The optimizer uses an internal representation of the plan, which is a DAG of nodes as the original Pact Plan. The nodes contain a large set of properties, such as size estimates, cardinalities, cost estimates, known properties of the data at a certain point in the plan, etc. In most cases, the optimizer's nodes correspond directly to nodes in the Pact Plan; however, additional nodes may be inserted, for example for combiners and artificial dams. The classes for the internal representation can be found in eu.stratosphere.pact.compiler.plan.
The optimization process starts with a preparatory phase, where the optimizer connects to the JobManager and requests information about the available instances. It selects a suitable instance type for the program's tasks and records the amount of memory that the instances have available.
The actual optimization process is inspired by the design of the System-R Optimizer, or the Volcano Optimizer Framework. It is similar to System-R, because it uses a bottom-up approach to enumerate candidates, and it is similar to Volcano, because it uses a generalized notion of so called interesting orders. To understand these concepts, please refer to the papers Access path selection in a relational database management system and The Volcano optimizer generator: Extensibility and efficient search.

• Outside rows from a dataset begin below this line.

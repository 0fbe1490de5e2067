//! Single-shot A* search.

use std::collections::BinaryHeap;

use rustc_hash::{FxHashMap, FxHashSet};

use crate::frontier::{OpenEntry, PathNode};
use crate::heuristic::Heuristic;
use crate::modifier::{EdgeModifier, NoModifier};
use crate::trace::SearchTrace;
use crate::traits::{collect_edges, Edge, Graph, Node};

/// How the most recent search ended.
#[derive(Debug, Clone, Copy, PartialEq, Eq, Default)]
pub enum SearchOutcome {
    /// No search has run yet.
    #[default]
    Idle,
    /// The goal was reached.
    Found,
    /// The open set emptied: the goal is unreachable.
    Exhausted,
    /// The expansion cap was hit before reaching the goal.
    BudgetExceeded,
}

#[derive(Debug, Clone)]
struct Record<N> {
    g: f32,
    h: f32,
    parent: Option<N>,
}

/// Reusable A* searcher.
///
/// Scratch buffers (open heap, node records, closed set, edge buffer, path
/// buffer) survive between calls and are cleared at the start of each one,
/// so a pooled instance allocates nothing after warm-up. No other state
/// carries over. Not reentrant: concurrent callers need their own instance.
///
/// The closed set is never reopened, which is only correct while every
/// effective edge cost is non-negative and stable for the duration of the
/// call.
#[derive(Debug)]
pub struct AStar<N: Node> {
    max_expand: Option<usize>,
    open: BinaryHeap<OpenEntry<N>>,
    records: FxHashMap<N, Record<N>>,
    closed: FxHashSet<N>,
    edges: Vec<Edge<N>>,
    path_buf: Vec<N>,
    seq: u64,
    expanded: usize,
    outcome: SearchOutcome,
}

impl<N: Node> Default for AStar<N> {
    fn default() -> Self {
        Self::new()
    }
}

impl<N: Node> AStar<N> {
    /// Create a searcher with no expansion cap.
    pub fn new() -> Self {
        Self {
            max_expand: None,
            open: BinaryHeap::new(),
            records: FxHashMap::default(),
            closed: FxHashSet::default(),
            edges: Vec::new(),
            path_buf: Vec::new(),
            seq: 0,
            expanded: 0,
            outcome: SearchOutcome::Idle,
        }
    }

    /// Give up after expanding `max_expand` nodes.
    pub fn with_max_expand(mut self, max_expand: usize) -> Self {
        self.max_expand = Some(max_expand);
        self
    }

    pub fn set_max_expand(&mut self, max_expand: Option<usize>) {
        self.max_expand = max_expand;
    }

    pub fn max_expand(&self) -> Option<usize> {
        self.max_expand
    }

    /// Number of nodes expanded by the previous call.
    pub fn last_expanded(&self) -> usize {
        self.expanded
    }

    pub fn last_outcome(&self) -> SearchOutcome {
        self.outcome
    }

    /// Shortest path from `start` to `goal`, both inclusive.
    ///
    /// `None` means no route exists or the expansion cap was reached; check
    /// [`last_outcome`](Self::last_outcome) to tell them apart.
    pub fn find_path<G, H>(&mut self, graph: &G, heuristic: &H, start: N, goal: N) -> Option<Vec<N>>
    where
        G: Graph<N> + ?Sized,
        H: Heuristic<N> + ?Sized,
    {
        self.search(graph, heuristic, &NoModifier, start, goal, None)
    }

    /// [`find_path`](Self::find_path) with an edge modifier applied to every
    /// step.
    pub fn find_path_with<G, H, M>(
        &mut self,
        graph: &G,
        heuristic: &H,
        modifier: &M,
        start: N,
        goal: N,
    ) -> Option<Vec<N>>
    where
        G: Graph<N> + ?Sized,
        H: Heuristic<N> + ?Sized,
        M: EdgeModifier<N> + ?Sized,
    {
        self.search(graph, heuristic, modifier, start, goal, None)
    }

    /// Run a search and capture everything it did for inspection.
    pub fn trace<G, H, M>(
        &mut self,
        graph: &G,
        heuristic: &H,
        modifier: &M,
        start: N,
        goal: N,
    ) -> SearchTrace<N>
    where
        G: Graph<N> + ?Sized,
        H: Heuristic<N> + ?Sized,
        M: EdgeModifier<N> + ?Sized,
    {
        let mut expanded = Vec::new();
        let path = self.search(graph, heuristic, modifier, start, goal, Some(&mut expanded));
        let costs = self
            .records
            .iter()
            .map(|(n, r)| (n.clone(), r.g))
            .collect();
        SearchTrace::new(expanded, costs, path, self.outcome)
    }

    fn reset(&mut self) {
        self.open.clear();
        self.records.clear();
        self.closed.clear();
        self.seq = 0;
        self.expanded = 0;
    }

    fn search<G, H, M>(
        &mut self,
        graph: &G,
        heuristic: &H,
        modifier: &M,
        start: N,
        goal: N,
        mut trace: Option<&mut Vec<PathNode<N>>>,
    ) -> Option<Vec<N>>
    where
        G: Graph<N> + ?Sized,
        H: Heuristic<N> + ?Sized,
        M: EdgeModifier<N> + ?Sized,
    {
        self.reset();

        let h = heuristic.estimate(&start, &goal);
        self.records.insert(
            start.clone(),
            Record {
                g: 0.0,
                h,
                parent: None,
            },
        );
        self.open.push(OpenEntry {
            node: start,
            g: 0.0,
            f: h,
            h,
            seq: 0,
        });

        let mut edges = std::mem::take(&mut self.edges);

        let found = 'search: loop {
            let Some(current) = self.open.pop() else {
                break 'search false;
            };

            if self.closed.contains(&current.node) {
                continue;
            }
            // Skip stale entries superseded by a cheaper push.
            match self.records.get(&current.node) {
                Some(r) if current.g > r.g => continue,
                _ => {}
            }

            if current.node == goal {
                break 'search true;
            }

            if self.max_expand.is_some_and(|cap| self.expanded >= cap) {
                self.outcome = SearchOutcome::BudgetExceeded;
                self.edges = edges;
                return None;
            }

            self.expanded += 1;
            if let Some(t) = trace.as_deref_mut() {
                t.push(PathNode {
                    node: current.node.clone(),
                    cost: current.g,
                });
            }

            collect_edges(graph, modifier, &current.node, &mut edges);
            for e in edges.drain(..) {
                if self.closed.contains(&e.to) {
                    continue;
                }
                let tentative = current.g + e.cost;
                let h = match self.records.get_mut(&e.to) {
                    Some(r) if tentative >= r.g => continue,
                    Some(r) => {
                        r.g = tentative;
                        r.parent = Some(current.node.clone());
                        r.h
                    }
                    None => {
                        let h = heuristic.estimate(&e.to, &goal);
                        self.records.insert(
                            e.to.clone(),
                            Record {
                                g: tentative,
                                h,
                                parent: Some(current.node.clone()),
                            },
                        );
                        h
                    }
                };
                self.seq += 1;
                self.open.push(OpenEntry {
                    node: e.to,
                    g: tentative,
                    f: tentative + h,
                    h,
                    seq: self.seq,
                });
            }

            self.closed.insert(current.node);
        };

        self.edges = edges;

        if !found {
            self.outcome = SearchOutcome::Exhausted;
            return None;
        }
        self.outcome = SearchOutcome::Found;

        // Walk parent pointers goal -> start, then emit start -> goal.
        self.path_buf.clear();
        let mut cur = Some(goal);
        while let Some(n) = cur {
            cur = self.records.get(&n).and_then(|r| r.parent.clone());
            self.path_buf.push(n);
        }
        Some(self.path_buf.drain(..).rev().collect())
    }
}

Note that the optimizer contains no algorithm for the enumeration of join orders, because a similar degree of freedom is not expressible in the programming model. Currently, the structure of the Pact Plan is fixed and the degrees of freedom are in the different shipping strategies and the local strategies.
In our implementation, the optimization process has three phases, which are schematically depicted in the following picture:
All phases happen as a traversal of the graph defined by the Pact Plan. The traversals start at the data sinks and proceed depth-first, with certain rules. For example, nodes that have more than one successor (which is possible, because we support DAGs rather than trees) traverse only deeper when they have been visited coming from all successors.
Phase 1: The optimizer traverses the plan from sinks to sources and creates nodes for its internal representation. When nodes for the DataSourceContracts are created, it accesses the files, determines their size and samples them to find out how many records they contain. That information acts as the initial size and cardinality estimate. Once all nodes are created, they are connected on the re-ascension of the recursive depth-first traversal. When connecting nodes, the size and cardinality estimates are created based on the predecessors' estimates and the Compiler Hints. In the absence of compiler hints, robust default assumptions are used.
Phase 2: Another traversal generates interesting properties for each node. A node's interesting properties describe the properties of the data that will help successor nodes to execute more efficiently. A Reduce Contract, for example, will be more efficient, if the data is already partition on the key, and lets its predecessors know that by setting partitioning as an interesting property for them. Interesting properties are propagated from the sinks towards the sources, but only, if a certain contract has the potential to generate or preserve them. In general, we must assume that the user function modifies fields in its records. In that case, any partitioning on the keys that existed before the application of the user function, is destroyed. Certain User Code Annotations, however, allow the compiler to infer that certain properties are preserved nonetheless. In phase 2, the compiler also creates auxiliary structures that are required to handle Pact Plans that are DAGs but not trees. Those structures are for example required to find common predecessors for two nodes.
Phase 3: The final phase generates alternative plan candidates, where the Shipping Strategies and Local Strategies are selected. The candidates are generated bottom-up, starting at the data sources. To create the candidates for a node, all predecessors are taken (or all combinations of predecessors, if the node corresponds to a Pact with multiple inputs), and are combined with the different possibilities for shipping strategies and local strategies. Out of all the candidates, the cheapest one is selected, plus all that produce additional properties on the data, that correspond to interesting properties defined in phase 2. That way, it is possible to get plans that are more expensive at earlier stages, but where reusing certain properties makes them overall cheaper.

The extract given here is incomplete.